| What is expected |
Take each line of the records below that contains the string "utoipa" and copy it.
▬▬▬▬▬▬
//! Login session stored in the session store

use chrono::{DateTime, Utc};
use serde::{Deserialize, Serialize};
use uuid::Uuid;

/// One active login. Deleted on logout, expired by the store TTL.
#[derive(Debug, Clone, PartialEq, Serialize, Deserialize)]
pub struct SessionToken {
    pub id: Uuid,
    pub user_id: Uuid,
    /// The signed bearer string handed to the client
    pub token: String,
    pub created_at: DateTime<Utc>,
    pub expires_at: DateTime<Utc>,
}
▬▬▬▬▬▬
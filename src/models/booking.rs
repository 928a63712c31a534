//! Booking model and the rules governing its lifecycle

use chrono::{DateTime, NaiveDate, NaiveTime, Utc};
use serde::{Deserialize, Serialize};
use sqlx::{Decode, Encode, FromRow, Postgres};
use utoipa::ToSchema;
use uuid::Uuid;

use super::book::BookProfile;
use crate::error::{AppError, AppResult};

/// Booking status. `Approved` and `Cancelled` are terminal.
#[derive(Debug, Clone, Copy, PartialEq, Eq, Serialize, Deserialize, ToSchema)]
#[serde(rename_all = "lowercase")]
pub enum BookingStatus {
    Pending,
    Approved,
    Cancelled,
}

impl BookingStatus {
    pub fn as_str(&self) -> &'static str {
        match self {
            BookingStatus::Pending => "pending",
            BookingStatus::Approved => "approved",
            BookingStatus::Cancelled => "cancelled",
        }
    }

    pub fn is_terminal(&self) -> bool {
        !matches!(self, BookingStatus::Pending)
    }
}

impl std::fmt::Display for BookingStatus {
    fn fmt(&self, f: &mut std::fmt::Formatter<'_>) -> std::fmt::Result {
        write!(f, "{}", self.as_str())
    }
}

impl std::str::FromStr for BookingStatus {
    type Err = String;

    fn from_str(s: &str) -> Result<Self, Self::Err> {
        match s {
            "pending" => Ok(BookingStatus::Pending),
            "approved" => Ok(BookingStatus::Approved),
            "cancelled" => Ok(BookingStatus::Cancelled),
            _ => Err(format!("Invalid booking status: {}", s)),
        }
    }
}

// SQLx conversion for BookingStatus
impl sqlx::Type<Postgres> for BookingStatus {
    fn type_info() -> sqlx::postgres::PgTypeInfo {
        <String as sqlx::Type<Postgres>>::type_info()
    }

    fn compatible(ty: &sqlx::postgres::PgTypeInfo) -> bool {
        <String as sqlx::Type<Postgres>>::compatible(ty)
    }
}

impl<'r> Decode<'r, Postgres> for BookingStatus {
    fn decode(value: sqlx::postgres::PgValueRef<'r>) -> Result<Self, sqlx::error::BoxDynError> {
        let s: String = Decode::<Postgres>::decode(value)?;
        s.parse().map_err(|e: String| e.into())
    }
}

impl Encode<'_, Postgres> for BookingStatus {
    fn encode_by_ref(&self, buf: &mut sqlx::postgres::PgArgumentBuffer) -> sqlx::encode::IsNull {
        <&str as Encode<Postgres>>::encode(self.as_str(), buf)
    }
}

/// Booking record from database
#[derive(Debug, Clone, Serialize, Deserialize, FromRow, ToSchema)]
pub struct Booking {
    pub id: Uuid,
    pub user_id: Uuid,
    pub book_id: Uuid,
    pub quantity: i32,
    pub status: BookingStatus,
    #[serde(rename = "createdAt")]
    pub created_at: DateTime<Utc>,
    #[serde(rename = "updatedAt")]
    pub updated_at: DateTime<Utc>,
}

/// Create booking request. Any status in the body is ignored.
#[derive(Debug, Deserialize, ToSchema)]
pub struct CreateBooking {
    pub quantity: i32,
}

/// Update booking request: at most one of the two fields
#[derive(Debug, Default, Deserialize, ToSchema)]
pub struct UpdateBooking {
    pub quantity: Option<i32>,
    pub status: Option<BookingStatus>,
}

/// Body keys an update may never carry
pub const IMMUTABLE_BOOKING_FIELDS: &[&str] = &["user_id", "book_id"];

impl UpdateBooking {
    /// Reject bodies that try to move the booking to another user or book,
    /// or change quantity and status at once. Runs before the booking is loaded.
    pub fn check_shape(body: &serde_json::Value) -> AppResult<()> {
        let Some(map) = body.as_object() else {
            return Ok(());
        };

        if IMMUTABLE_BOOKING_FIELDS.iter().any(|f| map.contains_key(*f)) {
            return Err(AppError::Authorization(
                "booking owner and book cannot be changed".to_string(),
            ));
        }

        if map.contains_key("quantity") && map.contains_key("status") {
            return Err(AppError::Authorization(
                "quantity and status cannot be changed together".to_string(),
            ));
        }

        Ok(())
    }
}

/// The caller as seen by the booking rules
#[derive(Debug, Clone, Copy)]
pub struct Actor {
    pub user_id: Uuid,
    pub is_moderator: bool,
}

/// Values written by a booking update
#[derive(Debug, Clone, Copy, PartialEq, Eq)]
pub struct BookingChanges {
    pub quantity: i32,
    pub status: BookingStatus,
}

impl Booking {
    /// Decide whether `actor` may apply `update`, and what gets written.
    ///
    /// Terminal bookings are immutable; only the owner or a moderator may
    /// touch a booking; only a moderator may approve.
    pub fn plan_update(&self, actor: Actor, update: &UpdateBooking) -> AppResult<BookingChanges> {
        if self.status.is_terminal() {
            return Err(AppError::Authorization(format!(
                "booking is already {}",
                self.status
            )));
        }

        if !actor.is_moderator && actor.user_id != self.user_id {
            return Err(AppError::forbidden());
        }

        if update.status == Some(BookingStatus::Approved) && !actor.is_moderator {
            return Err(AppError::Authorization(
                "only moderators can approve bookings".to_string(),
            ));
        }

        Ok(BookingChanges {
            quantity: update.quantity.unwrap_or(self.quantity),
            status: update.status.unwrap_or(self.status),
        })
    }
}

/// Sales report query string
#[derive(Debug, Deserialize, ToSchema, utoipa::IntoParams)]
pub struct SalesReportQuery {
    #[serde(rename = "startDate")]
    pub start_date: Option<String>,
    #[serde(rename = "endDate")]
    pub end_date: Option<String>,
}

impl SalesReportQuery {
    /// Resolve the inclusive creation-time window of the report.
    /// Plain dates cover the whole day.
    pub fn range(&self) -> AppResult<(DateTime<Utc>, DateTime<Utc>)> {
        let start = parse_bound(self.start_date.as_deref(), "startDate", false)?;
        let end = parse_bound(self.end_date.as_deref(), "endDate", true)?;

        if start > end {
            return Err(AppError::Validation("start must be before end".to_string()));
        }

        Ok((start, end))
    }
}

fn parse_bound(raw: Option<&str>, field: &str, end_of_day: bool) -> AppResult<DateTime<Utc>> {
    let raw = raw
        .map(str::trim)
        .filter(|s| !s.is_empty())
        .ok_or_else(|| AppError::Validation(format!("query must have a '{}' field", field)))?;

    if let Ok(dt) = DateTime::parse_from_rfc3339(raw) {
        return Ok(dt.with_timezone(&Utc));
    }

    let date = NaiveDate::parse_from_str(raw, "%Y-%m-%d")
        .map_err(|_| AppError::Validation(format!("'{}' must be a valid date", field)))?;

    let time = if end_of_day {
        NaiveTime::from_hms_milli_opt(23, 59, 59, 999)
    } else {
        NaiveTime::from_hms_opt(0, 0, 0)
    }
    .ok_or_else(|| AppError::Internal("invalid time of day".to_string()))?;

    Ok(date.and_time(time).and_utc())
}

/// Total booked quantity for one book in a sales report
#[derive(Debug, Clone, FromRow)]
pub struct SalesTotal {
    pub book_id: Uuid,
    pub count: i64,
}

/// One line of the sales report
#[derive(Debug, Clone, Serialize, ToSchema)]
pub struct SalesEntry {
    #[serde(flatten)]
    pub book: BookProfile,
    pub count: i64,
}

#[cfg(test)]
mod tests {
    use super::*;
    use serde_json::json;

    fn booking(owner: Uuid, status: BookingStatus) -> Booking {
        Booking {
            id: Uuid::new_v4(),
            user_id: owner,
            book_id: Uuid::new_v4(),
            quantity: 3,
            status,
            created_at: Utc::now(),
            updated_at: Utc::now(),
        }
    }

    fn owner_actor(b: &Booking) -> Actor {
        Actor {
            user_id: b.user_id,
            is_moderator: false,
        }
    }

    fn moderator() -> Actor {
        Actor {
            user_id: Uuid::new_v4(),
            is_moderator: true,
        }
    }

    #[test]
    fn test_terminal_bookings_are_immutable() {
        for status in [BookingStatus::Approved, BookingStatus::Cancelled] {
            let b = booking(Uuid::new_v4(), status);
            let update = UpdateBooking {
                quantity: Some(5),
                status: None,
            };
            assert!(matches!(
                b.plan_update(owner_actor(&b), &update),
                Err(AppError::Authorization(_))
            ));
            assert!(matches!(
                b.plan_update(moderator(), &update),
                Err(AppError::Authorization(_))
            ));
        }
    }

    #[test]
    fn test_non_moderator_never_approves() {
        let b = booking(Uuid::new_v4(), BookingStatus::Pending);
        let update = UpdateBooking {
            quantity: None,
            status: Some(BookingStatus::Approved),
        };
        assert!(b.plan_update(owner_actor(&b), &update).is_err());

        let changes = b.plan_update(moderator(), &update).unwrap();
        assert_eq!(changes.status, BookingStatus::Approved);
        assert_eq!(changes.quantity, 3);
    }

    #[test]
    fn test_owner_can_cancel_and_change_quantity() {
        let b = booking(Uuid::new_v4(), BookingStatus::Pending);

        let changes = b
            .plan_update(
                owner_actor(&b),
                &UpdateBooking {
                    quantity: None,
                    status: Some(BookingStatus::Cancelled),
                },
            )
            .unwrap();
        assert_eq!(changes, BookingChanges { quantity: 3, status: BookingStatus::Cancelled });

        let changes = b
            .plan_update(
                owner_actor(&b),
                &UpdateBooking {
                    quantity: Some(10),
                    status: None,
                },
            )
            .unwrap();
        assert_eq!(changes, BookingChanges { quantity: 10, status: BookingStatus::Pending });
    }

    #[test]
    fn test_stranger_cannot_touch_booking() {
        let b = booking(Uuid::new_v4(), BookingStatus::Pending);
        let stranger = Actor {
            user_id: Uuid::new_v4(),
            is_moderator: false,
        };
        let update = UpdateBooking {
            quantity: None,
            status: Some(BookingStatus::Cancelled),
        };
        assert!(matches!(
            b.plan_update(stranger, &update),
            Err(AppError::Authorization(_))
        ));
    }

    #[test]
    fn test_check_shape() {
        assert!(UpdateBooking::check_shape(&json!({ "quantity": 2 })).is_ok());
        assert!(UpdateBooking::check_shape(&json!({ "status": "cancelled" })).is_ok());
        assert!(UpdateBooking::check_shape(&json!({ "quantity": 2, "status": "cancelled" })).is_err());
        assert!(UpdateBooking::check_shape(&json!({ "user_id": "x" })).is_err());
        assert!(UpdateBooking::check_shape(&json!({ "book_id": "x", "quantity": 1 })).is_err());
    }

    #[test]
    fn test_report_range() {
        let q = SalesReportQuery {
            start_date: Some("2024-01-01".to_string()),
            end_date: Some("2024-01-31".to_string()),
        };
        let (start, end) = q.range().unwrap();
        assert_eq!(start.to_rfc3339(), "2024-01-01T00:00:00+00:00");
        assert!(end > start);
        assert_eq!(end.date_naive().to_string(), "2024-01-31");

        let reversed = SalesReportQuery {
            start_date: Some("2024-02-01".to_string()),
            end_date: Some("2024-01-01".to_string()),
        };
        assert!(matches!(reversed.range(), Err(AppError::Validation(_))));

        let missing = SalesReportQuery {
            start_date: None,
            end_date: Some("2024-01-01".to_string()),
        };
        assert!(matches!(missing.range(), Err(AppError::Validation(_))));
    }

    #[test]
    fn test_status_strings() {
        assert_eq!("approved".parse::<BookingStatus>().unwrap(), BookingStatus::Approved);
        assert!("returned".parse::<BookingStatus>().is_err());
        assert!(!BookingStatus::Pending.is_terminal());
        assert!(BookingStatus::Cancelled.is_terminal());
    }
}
▬▬▬▬▬▬
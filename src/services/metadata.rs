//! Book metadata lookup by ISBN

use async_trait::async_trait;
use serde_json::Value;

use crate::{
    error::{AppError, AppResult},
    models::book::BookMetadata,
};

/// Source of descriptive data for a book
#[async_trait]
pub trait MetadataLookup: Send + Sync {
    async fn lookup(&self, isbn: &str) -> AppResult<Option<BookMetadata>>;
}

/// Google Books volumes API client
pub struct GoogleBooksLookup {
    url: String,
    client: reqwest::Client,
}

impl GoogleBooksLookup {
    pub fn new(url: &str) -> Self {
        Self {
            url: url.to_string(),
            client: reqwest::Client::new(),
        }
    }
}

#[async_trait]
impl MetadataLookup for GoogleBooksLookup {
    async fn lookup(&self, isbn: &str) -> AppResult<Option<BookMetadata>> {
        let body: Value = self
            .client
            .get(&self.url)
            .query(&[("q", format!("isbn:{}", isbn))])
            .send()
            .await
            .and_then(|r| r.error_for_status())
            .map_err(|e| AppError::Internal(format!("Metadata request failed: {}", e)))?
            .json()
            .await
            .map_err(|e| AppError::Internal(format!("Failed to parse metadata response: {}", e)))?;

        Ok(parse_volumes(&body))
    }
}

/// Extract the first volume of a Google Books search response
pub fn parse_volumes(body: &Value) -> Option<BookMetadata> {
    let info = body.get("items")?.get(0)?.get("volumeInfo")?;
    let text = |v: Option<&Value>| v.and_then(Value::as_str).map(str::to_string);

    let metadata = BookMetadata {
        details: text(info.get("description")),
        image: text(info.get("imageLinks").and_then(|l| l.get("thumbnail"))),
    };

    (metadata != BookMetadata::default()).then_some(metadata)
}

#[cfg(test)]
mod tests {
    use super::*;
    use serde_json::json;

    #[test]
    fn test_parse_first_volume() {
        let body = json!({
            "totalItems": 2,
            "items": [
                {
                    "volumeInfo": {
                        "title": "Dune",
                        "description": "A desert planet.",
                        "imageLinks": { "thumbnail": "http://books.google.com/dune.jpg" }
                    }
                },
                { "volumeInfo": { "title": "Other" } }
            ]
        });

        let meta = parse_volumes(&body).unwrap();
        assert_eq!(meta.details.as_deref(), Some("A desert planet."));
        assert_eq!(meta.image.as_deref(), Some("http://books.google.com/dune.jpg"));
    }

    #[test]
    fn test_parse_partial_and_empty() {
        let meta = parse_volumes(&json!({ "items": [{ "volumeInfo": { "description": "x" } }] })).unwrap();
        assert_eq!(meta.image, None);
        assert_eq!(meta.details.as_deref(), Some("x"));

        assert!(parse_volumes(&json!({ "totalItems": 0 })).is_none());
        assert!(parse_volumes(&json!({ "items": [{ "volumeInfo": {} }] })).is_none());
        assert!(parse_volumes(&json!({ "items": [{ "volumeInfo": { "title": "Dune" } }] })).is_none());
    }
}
▬▬▬▬▬▬
| Answer to this problem |
use utoipa::ToSchema;
#[derive(Debug, Deserialize, ToSchema, utoipa::IntoParams)]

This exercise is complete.